Dari hasil kajian tersebut, disebutkan dalam beberapa dekade terakhir, kemajuan luar biasa telah dicapai dalam mengangani perubahan iklim. Pada tahun 2015 misalnnya, 196 negara sepakat mengadopsi Paris Agreement dalam pertemuan COP15 yang menghasilkan perjanjian untuk menjaga kenaikan suhu rata-rata global di bawah 2 derajat celcius.
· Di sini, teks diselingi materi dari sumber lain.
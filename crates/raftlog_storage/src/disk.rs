//! Buffered positional I/O back-end.

use crate::error::{check_bounds, StorageError, StorageResult};
use parking_lot::Mutex;
use std::fs::File;
use std::io::{self, Read, Seek, SeekFrom, Write};
use std::sync::atomic::{AtomicU64, Ordering};
use std::sync::Arc;

/// Disk access to one segment file.
///
/// Readers and the writer share the file handle behind a lock; each of them
/// owns a scratch buffer sized by [`crate::choose_buffer_size`].
///
/// # Cache coherence
///
/// Readers cache a window of the file. Appends only ever land past data a
/// reader has validated, and a reader drops its cache whenever it fails to
/// decode an entry, so appended data becomes visible naturally. Zeroing
/// (truncation) rewrites bytes a reader may have cached, so it bumps a shared
/// epoch that every reader checks before serving from its cache.
#[derive(Debug, Clone)]
pub struct DiskFileAccess {
    file: Arc<Mutex<File>>,
    limit: usize,
    buffer_size: usize,
    epoch: Arc<AtomicU64>,
}

impl DiskFileAccess {
    pub(crate) fn new(file: Arc<Mutex<File>>, limit: usize, buffer_size: usize) -> Self {
        Self {
            file,
            limit,
            buffer_size,
            epoch: Arc::new(AtomicU64::new(0)),
        }
    }

    pub(crate) fn limit(&self) -> usize {
        self.limit
    }

    /// Returns the scratch buffer size used by readers and writers.
    #[must_use]
    pub fn buffer_size(&self) -> usize {
        self.buffer_size
    }

    pub(crate) fn flush(&self) -> StorageResult<()> {
        self.file.lock().sync_all()?;
        Ok(())
    }

    pub(crate) fn reader(&self) -> DiskFileReader {
        DiskFileReader {
            file: Arc::clone(&self.file),
            limit: self.limit,
            buffer: vec![0; self.buffer_size],
            window: None,
            last_read_cached: false,
            epoch: Arc::clone(&self.epoch),
        }
    }

    pub(crate) fn writer(&self) -> DiskFileWriter {
        DiskFileWriter {
            file: Arc::clone(&self.file),
            limit: self.limit,
            buffer: vec![0; self.buffer_size],
            epoch: Arc::clone(&self.epoch),
        }
    }
}

/// The file range currently held in a reader's buffer.
#[derive(Debug, Clone, Copy)]
struct Window {
    start: usize,
    len: usize,
    epoch: u64,
}

/// Buffered disk reader.
#[derive(Debug)]
pub struct DiskFileReader {
    file: Arc<Mutex<File>>,
    limit: usize,
    buffer: Vec<u8>,
    window: Option<Window>,
    last_read_cached: bool,
    epoch: Arc<AtomicU64>,
}

impl DiskFileReader {
    pub(crate) fn read<R>(
        &mut self,
        position: usize,
        size: usize,
        f: impl FnOnce(&[u8]) -> R,
    ) -> StorageResult<R> {
        check_bounds(position, size, self.limit)?;
        let cached = self.cached_offset(position, size);
        self.last_read_cached = cached.is_some();
        let offset = match cached {
            Some(offset) => offset,
            None => {
                self.fill(position, size)?;
                0
            }
        };
        Ok(f(&self.buffer[offset..offset + size]))
    }

    pub(crate) fn invalidate_cache(&mut self) {
        self.window = None;
    }

    /// True if the last read was served from a window filled earlier.
    pub(crate) fn last_read_cached(&self) -> bool {
        self.last_read_cached
    }

    fn cached_offset(&self, position: usize, size: usize) -> Option<usize> {
        let window = self.window?;
        if window.epoch != self.epoch.load(Ordering::Acquire) {
            return None;
        }
        let fits = position >= window.start && position + size <= window.start + window.len;
        fits.then(|| position - window.start)
    }

    /// Reads ahead from `position`, at least `size` bytes and at most one
    /// buffer, zero-filling whatever lies past the end of the file.
    fn fill(&mut self, position: usize, size: usize) -> StorageResult<()> {
        let epoch = self.epoch.load(Ordering::Acquire);
        let want = size.max(self.buffer.len()).min(self.limit - position);
        if self.buffer.len() < want {
            self.buffer.resize(want, 0);
        }

        let filled = {
            let mut file = self.file.lock();
            file.seek(SeekFrom::Start(position as u64))?;
            read_up_to(&mut *file, &mut self.buffer[..want])?
        };
        self.buffer[filled..want].fill(0);

        self.window = Some(Window {
            start: position,
            len: want,
            epoch,
        });
        Ok(())
    }
}

/// Reads until `buf` is full or the file ends, returning the bytes read.
fn read_up_to(file: &mut File, buf: &mut [u8]) -> io::Result<usize> {
    let mut filled = 0;
    while filled < buf.len() {
        match file.read(&mut buf[filled..]) {
            Ok(0) => break,
            Ok(n) => filled += n,
            Err(e) if e.kind() == io::ErrorKind::Interrupted => {}
            Err(e) => return Err(e),
        }
    }
    Ok(filled)
}

/// Buffered disk writer.
#[derive(Debug)]
pub struct DiskFileWriter {
    file: Arc<Mutex<File>>,
    limit: usize,
    buffer: Vec<u8>,
    epoch: Arc<AtomicU64>,
}

impl DiskFileWriter {
    pub(crate) fn write(
        &mut self,
        position: usize,
        size: usize,
        f: impl FnOnce(&mut [u8]) -> Option<usize>,
    ) -> StorageResult<Option<usize>> {
        check_bounds(position, size, self.limit)?;
        if self.buffer.len() < size {
            self.buffer.resize(size, 0);
        }

        let window = &mut self.buffer[..size];
        let Some(written) = f(window) else {
            return Ok(None);
        };
        if written > size {
            return Err(StorageError::WriteOverflow {
                written,
                capacity: size,
            });
        }

        let mut file = self.file.lock();
        file.seek(SeekFrom::Start(position as u64))?;
        file.write_all(&self.buffer[..written])?;
        Ok(Some(written))
    }

    pub(crate) fn zero(&mut self, position: usize, len: usize) -> StorageResult<()> {
        check_bounds(position, len, self.limit)?;
        if len == 0 {
            return Ok(());
        }

        let chunk = self.buffer.len().max(1).min(len);
        if self.buffer.len() < chunk {
            self.buffer.resize(chunk, 0);
        }
        self.buffer[..chunk].fill(0);
        {
            let mut file = self.file.lock();
            let file_len = file.metadata()?.len();
            // Nothing past the physical end needs zeroing; it already reads as zero.
            let end = (position + len).min(usize::try_from(file_len).unwrap_or(usize::MAX));
            if end > position {
                file.seek(SeekFrom::Start(position as u64))?;
                let mut remaining = end - position;
                while remaining > 0 {
                    let n = remaining.min(chunk);
                    file.write_all(&self.buffer[..n])?;
                    remaining -= n;
                }
            }
        }
        self.epoch.fetch_add(1, Ordering::AcqRel);
        Ok(())
    }

    pub(crate) fn flush(&mut self) -> StorageResult<()> {
        let mut file = self.file.lock();
        file.flush()?;
        file.sync_all()?;
        Ok(())
    }
}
Baca juga: Perubahan Iklim Makin Memburuk, Ini Industri yang Paling Terdampak
“Kemudian pada pertemuan COP26 tahun 2021, para pemimpin dunia berkumpul untuk merancang agenda global dan kerangka kerja menuju net-zero emission. Tantangan berikutnya adalah mencari cara untuk mendanai tindakan global terkait perubahan iklim,” tulis laporan Citi, dikutip Sabtu, 16 Desember 2023.
Disebutkan dalam laporan tersebut, dalam rentang tahun 2016-2020, berbagai proyek terkait perubahan iklim berhasil menggerakkan antara $600 miliar hingga $900 miliar rata-rata per tahun. Namun, untuk mencapai skenario Net-Zero Emission pada tahun 2050, diperlukan sekitar $125 triliun dalam 30 tahun ke depan.
“Meskipun aliran pendanaan global meningkat hampir dua kali lipat pada tahun 2022 menjadi $1,4 triliun, namun perkiraan kesenjangan pendanaan iklim tahunan antara tahun 2030 dan 2050 hampir 7 kali lipat dari aliran dana tahun 2022,” papar laporan itu.
Adapun investasi atau pendanaan dalam transisi energi saat ini pada pasar negara-negara maju dilakukan melalui pembiayaan modal swasta, sedangkan di pasar negara berkembang melalui sektor publik dan organisasi supranasional.
Sebab, dalam beberapa dekade mendatang, sebagian besar pendanaan iklim akan disalurkan di negara-negara berkembang untuk mencapai tujuan iklim global yang sudah ditetapkan.
Baca juga: Begini Peran OJK dalam Mitigasi Perubahan Iklim
Kawasan Asia Timur dan Pasifik misalnya, tercatat menerima 47% dari keseluruhan aliran pendanaan iklim pada tahun 2022 dan Eropa Barat menerima 24% lagi.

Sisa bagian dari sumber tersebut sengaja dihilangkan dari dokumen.